DESCRIPTION OF THE TASK =>
Using the entries below, write out the line with "let offset = head_len", the line with "tail.extend_from_slice(&uint_word(U256::from(bytes.len())));", and every line in between, exactly as each is written.

DATA FOR PROCESSING =>
//! Contract calldata encoding
//!
//! Implements the subset of the EVM calling convention this crate needs:
//! a 4-byte selector followed by 32-byte words. Fixed-width arguments
//! (`uint256`, `bytes32`) occupy one head word each. A `string` argument puts
//! an offset word in the head and appends its tail:
//!
//! ```text
//! selector | head[0] .. head[n-1] | len | utf8 bytes, zero-padded to 32
//!            ^ offsets count from here
//! ```
//!
//! The call shapes are closed: [`ContractCall`] lists every function the
//! registrar is called with. There is no general ABI support here.

use primitive_types::{H160, H256, U256};
use sha3::{Digest, Keccak256};

use crate::error::{Error, Result};

/// Word width of the calling convention
pub const WORD: usize = 32;

/// Largest dynamic argument the encoder accepts (1 MiB)
pub const MAX_DYNAMIC_BYTES: usize = 1 << 20;

/// A function selector
pub type Selector = [u8; 4];

/// First four bytes of the Keccak-256 of a canonical signature
pub fn selector(signature: &str) -> Selector {
    let digest = Keccak256::digest(signature.as_bytes());
    [digest[0], digest[1], digest[2], digest[3]]
}

/// One positional argument
#[derive(Debug, Clone, PartialEq, Eq)]
pub enum Token {
    /// `string`, encoded in the tail
    String(String),
    /// `uint256`
    Uint(U256),
    /// `bytes32`
    Hash(H256),
}

impl Token {
    fn is_dynamic(&self) -> bool {
        matches!(self, Token::String(_))
    }
}

/// Encode a `uint256` as one big-endian word
pub fn uint_word(value: U256) -> [u8; WORD] {
    let mut word = [0u8; WORD];
    value.to_big_endian(&mut word);
    word
}

/// A function call: selector plus ordered arguments
#[derive(Debug, Clone, PartialEq, Eq)]
pub struct FunctionCall {
    selector: Selector,
    args: Vec<Token>,
}

impl FunctionCall {
    /// Build a call descriptor
    pub fn new(selector: Selector, args: Vec<Token>) -> Self {
        Self { selector, args }
    }

    /// The selector
    pub fn selector(&self) -> Selector {
        self.selector
    }

    /// The arguments, in order
    pub fn args(&self) -> &[Token] {
        &self.args
    }

    /// Selector followed by the encoded argument block
    pub fn encode(&self) -> Result<Vec<u8>> {
        let block = encode_args(&self.args)?;
        let mut out = Vec::with_capacity(4 + block.len());
        out.extend_from_slice(&self.selector);
        out.extend_from_slice(&block);
        Ok(out)
    }
}

/// Encode an argument block (no selector)
pub fn encode_args(args: &[Token]) -> Result<Vec<u8>> {
    if let Some(length) = args
        .iter()
        .filter_map(|arg| match arg {
            Token::String(s) => Some(s.len()),
            _ => None,
        })
        .find(|len| *len > MAX_DYNAMIC_BYTES)
    {
        return Err(Error::EncodingOverflow {
            length,
            max: MAX_DYNAMIC_BYTES,
        });
    }

    let head_len = args.len() * WORD;
    let mut head = Vec::with_capacity(head_len);
    let mut tail = Vec::new();

    for arg in args {
        match arg {
            Token::Uint(value) => head.extend_from_slice(&uint_word(*value)),
            Token::Hash(hash) => head.extend_from_slice(hash.as_bytes()),
            Token::String(s) => {
                let offset = head_len + tail.len();
                head.extend_from_slice(&uint_word(U256::from(offset)));
                encode_string_tail(s.as_bytes(), &mut tail);
            }
        }
    }

    debug_assert_eq!(head.len(), head_len);
    debug_assert!(args.iter().any(Token::is_dynamic) || tail.is_empty());

    head.extend_from_slice(&tail);
    Ok(head)
}

fn encode_string_tail(bytes: &[u8], tail: &mut Vec<u8>) {
    tail.extend_from_slice(&uint_word(U256::from(bytes.len())));
    tail.extend_from_slice(bytes);
    let padding = (WORD - bytes.len() % WORD) % WORD;
    tail.resize(tail.len() + padding, 0);
}

/// Malformed argument or return data
#[derive(thiserror::Error, Debug, Clone, PartialEq, Eq)]
pub enum DecodeError {
    /// Fewer bytes than the layout requires
    #[error("data truncated: need {needed} bytes, have {available}")]
    Truncated {
        /// Bytes required
        needed: usize,
        /// Bytes present
        available: usize,
    },

    /// A word does not fit the expected integer width
    #[error("value does not fit in {0} bits")]
    Overflow(u32),

    /// An address word with non-zero high bytes
    #[error("word is not a left-padded address")]
    NotAnAddress,

    /// A bool word other than 0 or 1
    #[error("word is not a bool")]
    NotABool,

    /// String bytes are not UTF-8
    #[error("string is not valid UTF-8")]
    InvalidUtf8,
}

fn word_at(data: &[u8], start: usize) -> std::result::Result<&[u8], DecodeError> {
    let end = start.checked_add(WORD).ok_or(DecodeError::Overflow(64))?;
    data.get(start..end).ok_or(DecodeError::Truncated {
        needed: end,
        available: data.len(),
    })
}

/// Decode the `uint256` in word `index`
pub fn decode_uint(data: &[u8], index: usize) -> std::result::Result<U256, DecodeError> {
    let start = index.checked_mul(WORD).ok_or(DecodeError::Overflow(64))?;
    Ok(U256::from_big_endian(word_at(data, start)?))
}

/// Decode word `index` as a `u64`, rejecting wider values
pub fn decode_u64(data: &[u8], index: usize) -> std::result::Result<u64, DecodeError> {
    let value = decode_uint(data, index)?;
    if value > U256::from(u64::MAX) {
        return Err(DecodeError::Overflow(64));
    }
    Ok(value.low_u64())
}

/// Decode the `address` in word `index`
pub fn decode_address(data: &[u8], index: usize) -> std::result::Result<H160, DecodeError> {
    let start = index.checked_mul(WORD).ok_or(DecodeError::Overflow(64))?;
    let word = word_at(data, start)?;
    if word[..12].iter().any(|b| *b != 0) {
        return Err(DecodeError::NotAnAddress);
    }
    Ok(H160::from_slice(&word[12..]))
}

/// Decode the `bool` in word `index`
pub fn decode_bool(data: &[u8], index: usize) -> std::result::Result<bool, DecodeError> {
    let value = decode_uint(data, index)?;
    if value == U256::zero() {
        Ok(false)
    } else if value == U256::one() {
        Ok(true)
    } else {
        Err(DecodeError::NotABool)
    }
}

/// Decode the `string` whose offset word is at `index` of an argument block
pub fn decode_string(block: &[u8], index: usize) -> std::result::Result<String, DecodeError> {
    let offset = to_usize(decode_uint(block, index)?)?;
    let length = to_usize(U256::from_big_endian(word_at(block, offset)?))?;

    let start = offset + WORD;
    let end = start.checked_add(length).ok_or(DecodeError::Overflow(64))?;
    let bytes = block.get(start..end).ok_or(DecodeError::Truncated {
        needed: end,
        available: block.len(),
    })?;

    String::from_utf8(bytes.to_vec()).map_err(|_| DecodeError::InvalidUtf8)
}

fn to_usize(value: U256) -> std::result::Result<usize, DecodeError> {
    if value > U256::from(usize::MAX) {
        return Err(DecodeError::Overflow(usize::BITS));
    }
    Ok(value.as_usize())
}

/// Every registrar function this crate calls
#[derive(Debug, Clone, PartialEq, Eq)]
pub enum ContractCall {
    /// `registerDomain(string,uint256)`: label and years
    RegisterDomain {
        /// Label being registered
        name: String,
        /// Registration period
        years: u64,
    },

    /// `renewDomain(bytes32,uint256)`: domain hash and new expiry
    RenewDomain {
        /// Keccak-256 of the label
        domain_hash: H256,
        /// New expiry, seconds since the epoch
        new_expiry: u64,
    },

    /// `expiryOf(bytes32)` view
    ExpiryOf {
        /// Keccak-256 of the label
        domain_hash: H256,
    },

    /// `ownerOf(bytes32)` view
    OwnerOf {
        /// Keccak-256 of the label
        domain_hash: H256,
    },

    /// `exists(bytes32)` view
    Exists {
        /// Keccak-256 of the label
        domain_hash: H256,
    },
}

impl ContractCall {
    /// Canonical signature, the selector preimage
    pub fn signature(&self) -> &'static str {
        match self {
            ContractCall::RegisterDomain { .. } => "registerDomain(string,uint256)",
            ContractCall::RenewDomain { .. } => "renewDomain(bytes32,uint256)",
            ContractCall::ExpiryOf { .. } => "expiryOf(bytes32)",
            ContractCall::OwnerOf { .. } => "ownerOf(bytes32)",
            ContractCall::Exists { .. } => "exists(bytes32)",
        }
    }

    /// Function name, for logs and errors
    pub fn name(&self) -> &'static str {
        let signature = self.signature();
        signature.split('(').next().unwrap_or(signature)
    }

    /// The function selector
    pub fn selector(&self) -> Selector {
        selector(self.signature())
    }

    /// The call as a selector plus ordered arguments
    pub fn to_function_call(&self) -> FunctionCall {
        let args = match self {
            ContractCall::RegisterDomain { name, years } => {
                vec![Token::String(name.clone()), Token::Uint(U256::from(*years))]
            }
            ContractCall::RenewDomain {
                domain_hash,
                new_expiry,
            } => vec![Token::Hash(*domain_hash), Token::Uint(U256::from(*new_expiry))],
            ContractCall::ExpiryOf { domain_hash }
            | ContractCall::OwnerOf { domain_hash }
            | ContractCall::Exists { domain_hash } => vec![Token::Hash(*domain_hash)],
        };
        FunctionCall::new(self.selector(), args)
    }

    /// Encoded calldata
    pub fn encode(&self) -> Result<Vec<u8>> {
        self.to_function_call().encode()
    }
}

PROBLEM SOLUTION =>
                let offset = head_len + tail.len();
                head.extend_from_slice(&uint_word(U256::from(offset)));
                encode_string_tail(s.as_bytes(), &mut tail);
            }
        }
    }

    debug_assert_eq!(head.len(), head_len);
    debug_assert!(args.iter().any(Token::is_dynamic) || tail.is_empty());

    head.extend_from_slice(&tail);
    Ok(head)
}

fn encode_string_tail(bytes: &[u8], tail: &mut Vec<u8>) {
    tail.extend_from_slice(&uint_word(U256::from(bytes.len())));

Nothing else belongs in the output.